Conflict adaptation--a conflict-triggered improvement in the resolution of conflicting stimulus or response representations--has become a widely used probe of cognitive control processes in both healthy and clinical populations. Previous fMRI studies have localized activation foci associated with conflict resolution to dorsolateral PFC (dlPFC). The traditional group analysis approach employed in these studies highlights regions that are, on average, activated during conflict resolution, but does not necessarily reveal areas mediating individual differences in conflict resolution, because between-subject variance is treated as noise. Here, we employed a complementary approach to elucidate the neural bases of variability in the proficiency of conflict-driven cognitive control. We analyzed two independent fMRI data sets of face-word Stroop tasks by using individual variability in the behavioral expression of conflict adaptation as the metric against which brain activation was regressed while controlling for individual differences in mean RT and Stroop interference. Across the two experiments, a replicable neural substrate of individual variation in conflict adaptation was found in ventrolateral PFC (vlPFC), specifically, in the right inferior frontal gyrus, pars orbitalis (BA 47). Unbiased regression estimates showed that variability in activity in this region accounted for ∼ 40% of the variance in behavioral expression of conflict adaptation across subjects, thus documenting a heretofore unsuspected key role for vlPFC in mediating conflict-driven adjustments in cognitive control.

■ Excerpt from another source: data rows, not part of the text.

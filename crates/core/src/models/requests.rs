use serde::{Deserialize, Serialize};

use crate::models::slot::{OwnerKind, ScheduleSlot};

#[derive(Debug, Clone, Serialize, Deserialize)]
pub struct OwnersResponse {
    pub kind: OwnerKind,
    pub owners: Vec<String>,
}

#[derive(Debug, Clone, Default, Serialize, Deserialize)]
pub struct ScheduleQuery {
    pub day: Option<String>,
}

#[derive(Debug, Clone, Serialize, Deserialize)]
pub struct ScheduleResponse {
    pub id: String,
    pub kind: OwnerKind,
    pub slots: Vec<ScheduleSlot>,
}

#[derive(Debug, Clone, Serialize, Deserialize)]
pub struct CheckConflictsRequest {
    pub day: String,
    pub start_time: String,
    pub end_time: String,
}

#[derive(Debug, Clone, Serialize, Deserialize)]
pub struct CheckConflictsResponse {
    pub has_conflict: bool,
    pub conflicts: Vec<ScheduleSlot>,
}

#[derive(Debug, Clone, Serialize, Deserialize)]
pub struct AddSlotRequest {
    pub day: String,
    pub start_time: String,
    pub end_time: String,
    pub subject: String,
    /// Class id when adding to a teacher, teacher id when adding to a class.
    pub occupant: String,
    #[serde(rename = "override", default)]
    pub allow_conflicts: bool,
}

#[derive(Debug, Clone, Serialize, Deserialize)]
pub struct AddSlotResponse {
    pub slot: ScheduleSlot,
    pub overridden: Vec<ScheduleSlot>,
}
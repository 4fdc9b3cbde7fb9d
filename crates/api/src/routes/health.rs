use axum::{Json, Router, routing::get};
use serde::{Deserialize, Serialize};
use std::sync::Arc;

use crate::ApiState;

#[derive(Debug, Serialize, Deserialize)]
pub struct HealthResponse {
    pub status: String,
}

#[derive(Debug, Serialize, Deserialize)]
pub struct VersionResponse {
    pub version: String,
}

async fn health_check() -> Json<HealthResponse> {
    Json(HealthResponse {
        status: "ok".to_string(),
    })
}

async fn version() -> Json<VersionResponse> {
    Json(VersionResponse {
        version: env!("CARGO_PKG_VERSION").to_string(),
    })
}

pub fn routes() -> Router<Arc<ApiState>> {
    Router::new()
        .route("/health", get(health_check))
        .route("/version", get(version))
}
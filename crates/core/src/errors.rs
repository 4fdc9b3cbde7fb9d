use thiserror::Error;

use crate::models::time::Weekday;

/// Errors raised while building slots and schedules from raw input.
#[derive(Error, Debug, Clone, PartialEq, Eq)]
pub enum SlotError {
    #[error("unknown day: {0}")]
    InvalidDay(String),

    #[error("invalid time {0:?}, expected zero-padded HH:MM")]
    InvalidTime(String),

    #[error("start time {start} must be before end time {end}")]
    EmptyRange { start: String, end: String },

    #[error("a {owner} schedule cannot hold a slot occupied by a {occupant}")]
    OccupantMismatch {
        owner: &'static str,
        occupant: &'static str,
    },

    #[error("slots overlap on {day}: {first} and {second}")]
    Overlap {
        day: Weekday,
        first: String,
        second: String,
    },
}

#[derive(Error, Debug)]
pub enum TimetableError {
    #[error("Resource not found: {0}")]
    NotFound(String),

    #[error("Validation error: {0}")]
    Validation(String),

    #[error("Schedule conflict: {0}")]
    Conflict(String),

    #[error("Storage error: {0}")]
    Storage(#[from] eyre::Report),

    #[error("Internal server error: {0}")]
    Internal(#[from] Box<dyn std::error::Error + Send + Sync>),
}

impl From<SlotError> for TimetableError {
    fn from(err: SlotError) -> Self {
        TimetableError::Validation(err.to_string())
    }
}

pub type TimetableResult<T> = Result<T, TimetableError>;
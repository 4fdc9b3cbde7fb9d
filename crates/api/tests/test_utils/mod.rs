#![allow(dead_code)]

use std::sync::Arc;

use axum_test::TestServer;
use timetable_api::{ApiState, app, repository::ScheduleRepository, seed::SeedData};

/// A server over the built-in timetable.
pub fn seeded_server() -> TestServer {
    let seed = SeedData::builtin().expect("built-in seed is valid");
    let state = ApiState::seeded(seed).expect("built-in seed builds schedules");
    TestServer::new(app(Arc::new(state))).expect("Failed to start test server")
}

/// A server over an arbitrary repository.
pub fn server_with(repository: Arc<dyn ScheduleRepository>) -> TestServer {
    TestServer::new(app(Arc::new(ApiState::new(repository)))).expect("Failed to start test server")
}
//! # API Configuration Module
//!
//! This module loads the settings of the timetable API server from environment
//! variables, falling back to defaults where a value is optional.
//!
//! ## Environment Variables
//!
//! - `API_HOST`: The host address to bind the server to (default: "0.0.0.0")
//! - `API_PORT`: The port to listen on (default: 3000)
//! - `LOG_LEVEL`: Logging level (default: "info")
//! - `API_CORS_ORIGINS`: Comma-separated list of allowed CORS origins
//! - `API_REQUEST_TIMEOUT_SECONDS`: Per-request timeout (default: 30)
//! - `TIMETABLE_SEED_PATH`: JSON file with teacher schedules; the built-in
//!   timetable is used when unset

use eyre::{Result, WrapErr};
use std::env;
use std::path::PathBuf;
use tracing::Level;

/// Configuration for the timetable API server
///
/// # Example
///
/// ```no_run
/// use eyre::Result;
/// use timetable_api::config::ApiConfig;
///
/// fn example() -> Result<()> {
///     let config = ApiConfig::from_env()?;
///     println!("Starting server on {}", config.server_addr());
///     Ok(())
/// }
/// ```
#[derive(Debug, Clone)]
pub struct ApiConfig {
    /// Host address for the API server (e.g., "127.0.0.1", "0.0.0.0")
    pub host: String,

    /// Port for the API server to listen on
    pub port: u16,

    /// Log level for the application
    pub log_level: Level,

    /// CORS allowed origins (optional)
    pub cors_origins: Option<Vec<String>>,

    /// Request timeout in seconds
    pub request_timeout: u64,

    /// Seed file for teacher schedules (optional)
    pub seed_path: Option<PathBuf>,
}

impl Default for ApiConfig {
    fn default() -> Self {
        Self {
            host: "0.0.0.0".to_string(),
            port: 3000,
            log_level: Level::INFO,
            cors_origins: None,
            request_timeout: 30,
            seed_path: None,
        }
    }
}

impl ApiConfig {
    /// Creates a new ApiConfig from environment variables
    ///
    /// # Errors
    ///
    /// This function will return an error if the API_PORT value cannot be
    /// parsed as a u16.
    pub fn from_env() -> Result<Self> {
        Self::from_lookup(|key| env::var(key).ok())
    }

    /// Builds the configuration from an arbitrary variable source.
    pub fn from_lookup<F>(lookup: F) -> Result<Self>
    where
        F: Fn(&str) -> Option<String>,
    {
        let defaults = Self::default();

        // Network settings
        let host = lookup("API_HOST").unwrap_or(defaults.host);
        let port = match lookup("API_PORT") {
            Some(port) => port.parse().wrap_err("Invalid API_PORT value")?,
            None => defaults.port,
        };

        // Logging settings
        let log_level = match lookup("LOG_LEVEL").as_deref() {
            Some("trace") => Level::TRACE,
            Some("debug") => Level::DEBUG,
            Some("warn") => Level::WARN,
            Some("error") => Level::ERROR,
            _ => Level::INFO,
        };

        // CORS settings
        let cors_origins = lookup("API_CORS_ORIGINS").map(|origins| {
            origins
                .split(',')
                .map(|s| s.trim().to_string())
                .filter(|s| !s.is_empty())
                .collect()
        });

        // Performance settings
        let request_timeout = lookup("API_REQUEST_TIMEOUT_SECONDS")
            .and_then(|value| value.parse().ok())
            .unwrap_or(defaults.request_timeout);

        let seed_path = lookup("TIMETABLE_SEED_PATH").map(PathBuf::from);

        Ok(Self {
            host,
            port,
            log_level,
            cors_origins,
            request_timeout,
            seed_path,
        })
    }

    /// Returns the server address as a string (e.g., "127.0.0.1:8080")
    pub fn server_addr(&self) -> String {
        format!("{}:{}", self.host, self.port)
    }
}
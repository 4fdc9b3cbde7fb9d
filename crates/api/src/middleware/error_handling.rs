//! # Error Handling Middleware
//!
//! Maps domain errors to HTTP status codes and JSON error bodies, so every
//! handler reports failures the same way.

use axum::{
    Json,
    http::StatusCode,
    response::{IntoResponse, Response},
};
use serde_json::json;
use timetable_core::{SlotError, TimetableError};

/// Application error wrapper that provides HTTP status code mapping
///
/// # Example
///
/// ```
/// use axum::Json;
/// use timetable_api::middleware::error_handling::AppError;
/// use timetable_core::{TimeRange, TimetableError};
///
/// async fn handler(start: String, end: String) -> Result<Json<u16>, AppError> {
///     let range = TimeRange::parse(&start, &end).map_err(TimetableError::from)?;
///     Ok(Json(range.duration_minutes()))
/// }
/// # fn main() {}
/// ```
#[derive(Debug)]
pub struct AppError(pub TimetableError);

impl IntoResponse for AppError {
    fn into_response(self) -> Response {
        let status = match &self.0 {
            TimetableError::NotFound(_) => StatusCode::NOT_FOUND,
            TimetableError::Validation(_) => StatusCode::BAD_REQUEST,
            TimetableError::Conflict(_) => StatusCode::CONFLICT,
            TimetableError::Storage(_) => StatusCode::INTERNAL_SERVER_ERROR,
            TimetableError::Internal(_) => StatusCode::INTERNAL_SERVER_ERROR,
        };

        if status.is_server_error() {
            tracing::error!("Request failed: {}", self.0);
        }

        let message = self.0.to_string();
        let body = Json(json!({ "error": message }));

        (status, body).into_response()
    }
}

impl From<TimetableError> for AppError {
    fn from(err: TimetableError) -> Self {
        AppError(err)
    }
}

impl From<SlotError> for AppError {
    fn from(err: SlotError) -> Self {
        AppError(err.into())
    }
}

/// Wraps an eyre::Report in a TimetableError::Storage variant.
impl From<eyre::Report> for AppError {
    fn from(err: eyre::Report) -> Self {
        AppError(TimetableError::Storage(err))
    }
}

/// Maps a TimetableError straight to an HTTP response.
pub fn map_error(err: TimetableError) -> Response {
    AppError(err).into_response()
}
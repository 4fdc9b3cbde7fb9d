/// Mapping of domain errors to HTTP responses
pub mod error_handling;
//! Domain types shared by every rollguard subsystem.
//!
//! The `Deployment` record is mutated only by the strategy executor; the
//! other types here are immutable values passed between the executor, the
//! trigger monitor, the rollback executor, and reporting.

use std::collections::BTreeMap;
use std::fmt;
use std::path::PathBuf;
use std::str::FromStr;
use std::time::Duration;

use serde::{Deserialize, Serialize};

use crate::error::TargetError;

/// Unique identifier for a deployment run.
pub type DeploymentId = String;

/// Unique identifier for a rollback run.
pub type RollbackId = String;

/// Milliseconds since the Unix epoch.
pub fn epoch_millis() -> u64 {
    std::time::SystemTime::now()
        .duration_since(std::time::UNIX_EPOCH)
        .unwrap_or_default()
        .as_millis() as u64
}

/// Key used to serialize operations on a workload: `{namespace}/{workload}`.
pub fn workload_key(namespace: &str, workload: &str) -> String {
    format!("{namespace}/{workload}")
}

// ── Strategy ───────────────────────────────────────────────────────

/// Rollout algorithm used to move a workload to a new image.
#[derive(Debug, Clone, Copy, PartialEq, Eq, Hash, Serialize, Deserialize, Default)]
#[serde(rename_all = "kebab-case")]
pub enum StrategyKind {
    /// Let the orchestrator replace instances in place.
    #[default]
    Rolling,
    /// Stand up the opposite color, gate it, then switch the service.
    BlueGreen,
    /// Run a single canary replica under observation before promoting.
    Canary,
}

impl StrategyKind {
    pub fn as_str(&self) -> &'static str {
        match self {
            Self::Rolling => "rolling",
            Self::BlueGreen => "blue-green",
            Self::Canary => "canary",
        }
    }
}

impl fmt::Display for StrategyKind {
    fn fmt(&self, f: &mut fmt::Formatter<'_>) -> fmt::Result {
        f.write_str(self.as_str())
    }
}

impl FromStr for StrategyKind {
    type Err = TargetError;

    fn from_str(s: &str) -> Result<Self, Self::Err> {
        match s.trim().to_ascii_lowercase().as_str() {
            "rolling" => Ok(Self::Rolling),
            "blue-green" | "blue_green" | "bluegreen" => Ok(Self::BlueGreen),
            "canary" => Ok(Self::Canary),
            other => Err(TargetError::Strategy(other.to_string())),
        }
    }
}

// ── Deployment ─────────────────────────────────────────────────────

/// Lifecycle of a deployment run.
#[derive(Debug, Clone, Copy, PartialEq, Eq, Serialize, Deserialize)]
#[serde(rename_all = "snake_case")]
pub enum DeploymentState {
    Pending,
    Running,
    Succeeded,
    Failed,
    RolledBack,
}

impl DeploymentState {
    pub fn is_terminal(&self) -> bool {
        matches!(self, Self::Succeeded | Self::Failed | Self::RolledBack)
    }
}

/// Status of one phase in a deployment's phase log.
#[derive(Debug, Clone, Copy, PartialEq, Eq, Serialize, Deserialize)]
#[serde(rename_all = "snake_case")]
pub enum PhaseStatus {
    Started,
    Completed,
    Failed,
}

/// One entry in a deployment's append-only phase log.
#[derive(Debug, Clone, PartialEq, Eq, Serialize, Deserialize)]
pub struct PhaseResult {
    pub name: String,
    pub status: PhaseStatus,
    /// Epoch milliseconds.
    pub started_at: u64,
    /// Epoch milliseconds; `None` while the phase is running.
    pub ended_at: Option<u64>,
    #[serde(default, skip_serializing_if = "Option::is_none")]
    pub error: Option<String>,
}

/// A single rollout of a workload to a new image.
#[derive(Debug, Clone, PartialEq, Eq, Serialize, Deserialize)]
pub struct Deployment {
    pub id: DeploymentId,
    pub namespace: String,
    pub workload: String,
    pub strategy: StrategyKind,
    pub target_image: String,
    pub worker_image: Option<String>,
    pub phases: Vec<PhaseResult>,
    pub state: DeploymentState,
    /// Epoch milliseconds.
    pub started_at: u64,
    /// Set once a phase has changed the workload that serves traffic.
    /// Decides whether a failure needs reverting.
    pub live_mutated: bool,
}

impl Deployment {
    pub fn new(
        namespace: &str,
        workload: &str,
        strategy: StrategyKind,
        target_image: &str,
        worker_image: Option<&str>,
    ) -> Self {
        Self {
            id: format!("deploy-{}", uuid::Uuid::now_v7().simple()),
            namespace: namespace.to_string(),
            workload: workload.to_string(),
            strategy,
            target_image: target_image.to_string(),
            worker_image: worker_image.map(str::to_string),
            phases: Vec::new(),
            state: DeploymentState::Pending,
            started_at: epoch_millis(),
            live_mutated: false,
        }
    }

    /// The lease key guarding this deployment's workload.
    pub fn lease_key(&self) -> String {
        workload_key(&self.namespace, &self.workload)
    }

    /// Append a `Started` entry and return its index.
    pub fn begin_phase(&mut self, name: &str) -> usize {
        self.phases.push(PhaseResult {
            name: name.to_string(),
            status: PhaseStatus::Started,
            started_at: epoch_millis(),
            ended_at: None,
            error: None,
        });
        self.phases.len() - 1
    }

    /// Close the phase at `index` as completed.
    pub fn complete_phase(&mut self, index: usize) {
        if let Some(phase) = self.phases.get_mut(index) {
            phase.status = PhaseStatus::Completed;
            phase.ended_at = Some(epoch_millis());
        }
    }

    /// Close the phase at `index` as failed.
    pub fn fail_phase(&mut self, index: usize, error: &str) {
        if let Some(phase) = self.phases.get_mut(index) {
            phase.status = PhaseStatus::Failed;
            phase.ended_at = Some(epoch_millis());
            phase.error = Some(error.to_string());
        }
    }

    /// The first failed phase, if any.
    pub fn failed_phase(&self) -> Option<&PhaseResult> {
        self.phases
            .iter()
            .find(|p| p.status == PhaseStatus::Failed)
    }
}

// ── Health ─────────────────────────────────────────────────────────

/// Result of one Health Gate invocation. Not persisted.
#[derive(Debug, Clone, PartialEq)]
pub struct HealthVerdict {
    pub target: String,
    pub ready: bool,
    pub attempts: u32,
    pub elapsed: Duration,
    pub sample_latencies: Vec<Duration>,
}

impl HealthVerdict {
    /// Worst probe latency observed, if any probes ran.
    pub fn max_latency(&self) -> Option<Duration> {
        self.sample_latencies.iter().max().copied()
    }
}

// ── Rollback ───────────────────────────────────────────────────────

/// A part of the system that can be reverted independently.
///
/// Variant order is rollback order: dependents before their
/// dependencies, the reverse of install order.
#[derive(
    Debug, Clone, Copy, PartialEq, Eq, PartialOrd, Ord, Hash, Serialize, Deserialize,
)]
#[serde(rename_all = "snake_case")]
pub enum Component {
    Monitoring,
    Application,
    Infrastructure,
    Database,
}

impl Component {
    /// Every component, in rollback order.
    pub const ROLLBACK_ORDER: [Component; 4] = [
        Component::Monitoring,
        Component::Application,
        Component::Infrastructure,
        Component::Database,
    ];

    pub fn as_str(&self) -> &'static str {
        match self {
            Self::Monitoring => "monitoring",
            Self::Application => "application",
            Self::Infrastructure => "infrastructure",
            Self::Database => "database",
        }
    }
}

impl fmt::Display for Component {
    fn fmt(&self, f: &mut fmt::Formatter<'_>) -> fmt::Result {
        f.write_str(self.as_str())
    }
}

impl FromStr for Component {
    type Err = TargetError;

    fn from_str(s: &str) -> Result<Self, Self::Err> {
        match s.trim().to_ascii_lowercase().as_str() {
            "monitoring" => Ok(Self::Monitoring),
            "application" | "app" => Ok(Self::Application),
            "infrastructure" | "infra" => Ok(Self::Infrastructure),
            "database" | "db" => Ok(Self::Database),
            other => Err(TargetError::Component(other.to_string())),
        }
    }
}

/// What a rollback reverts.
#[derive(Debug, Clone, PartialEq, Eq, Serialize, Deserialize)]
#[serde(tag = "type", content = "components", rename_all = "snake_case")]
pub enum RollbackType {
    Application,
    Database,
    Infrastructure,
    Monitoring,
    /// An explicit subset of components.
    Partial(Vec<Component>),
    /// Every component.
    Full,
}

impl RollbackType {
    /// Build a partial rollback from a component list. Rejects an empty list.
    pub fn partial(components: impl IntoIterator<Item = Component>) -> Result<Self, TargetError> {
        let components: Vec<Component> = components.into_iter().collect();
        if components.is_empty() {
            return Err(TargetError::EmptyPartial);
        }
        Ok(Self::Partial(components))
    }

    /// Components to revert, deduplicated, in rollback order.
    pub fn components(&self) -> Vec<Component> {
        match self {
            Self::Application => vec![Component::Application],
            Self::Database => vec![Component::Database],
            Self::Infrastructure => vec![Component::Infrastructure],
            Self::Monitoring => vec![Component::Monitoring],
            Self::Full => Component::ROLLBACK_ORDER.to_vec(),
            Self::Partial(requested) => Component::ROLLBACK_ORDER
                .into_iter()
                .filter(|c| requested.contains(c))
                .collect(),
        }
    }

    pub fn name(&self) -> &'static str {
        match self {
            Self::Application => "application",
            Self::Database => "database",
            Self::Infrastructure => "infrastructure",
            Self::Monitoring => "monitoring",
            Self::Partial(_) => "partial",
            Self::Full => "full",
        }
    }
}

impl fmt::Display for RollbackType {
    fn fmt(&self, f: &mut fmt::Formatter<'_>) -> fmt::Result {
        match self {
            Self::Partial(components) => {
                let names: Vec<&str> = components.iter().map(Component::as_str).collect();
                write!(f, "partial[{}]", names.join(","))
            }
            other => f.write_str(other.name()),
        }
    }
}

We speculate that vlPFC plays a primary role in conflict control that is supplemented by dlPFC recruitment under conditions of suboptimal performance.

Figure 1

Example stimuli and individual variation in the expression of the conflict adaptation effect (the differential in the congruency effect following an incongruent as compared to a congruent trial) are shown for Experiment 1 (a, c), and Experiment 2 (b, d). In c and d, each individual subject’s conflict adaptation score (in ms) is shown as a circle, with solid lines marking zero conflict adaptation, and dashed lines marking the mean conflict adaptation score for each sample. Positive values reflect reduced interference following an incongruent compared to a congruent trial, that is, successful conflict adaptation.

Figure 2

(a, b) Experiment 1 neuroimaging results for a whole-brain search for voxels displaying a positive correlation between conflict-driven neural activity and behavioral conflict adaptation scores, as defined by the previous × current trial congruency interaction term ([CI – CC] – [II – IC]) (a), or as defined by the relative speed-up on incongruent trials only (CI – II) (b), are shown on sagital and axial slices (left panels), and rendered (right panels), on a normalized brain (voxelwise height threshold = P < 0.005, cluster extent threshold > 21 voxels). (c) Unbiased regression estimate (see Methods) of the association between inter-subject variability in behavioral conflict adaptation ([CI – CC] – [II – IC]) (y-axis) and conflict-driven activity in the right ventrolateral prefrontal cortex (vlPFC, x-axis).

Figure 3

(a, b) Experiment 2 neuroimaging results for a whole-brain search for voxels displaying a positive correlation between conflict-driven neural activity and behavioral conflict adaptation scores are, as defined by the previous × current trial congruency interaction term ([CI – CC] – [II – IC]) (a), or as defined by the relative speed-up on incongruent trials only (CI – II) (b), are shown on sagital and axial slices (left panels), and rendered (right panels), on a normalized brain (voxelwise height threshold = P < 0.005, cluster extent threshold > 35 voxels). (c) Unbiased regression estimate (see Methods) of the association between inter-subject variability in behavioral conflict adaptation ([CI – CC] – [II – IC]) (y-axis) and conflict-driven activity in the right ventrolateral prefrontal cortex (vlPFC, x-axis).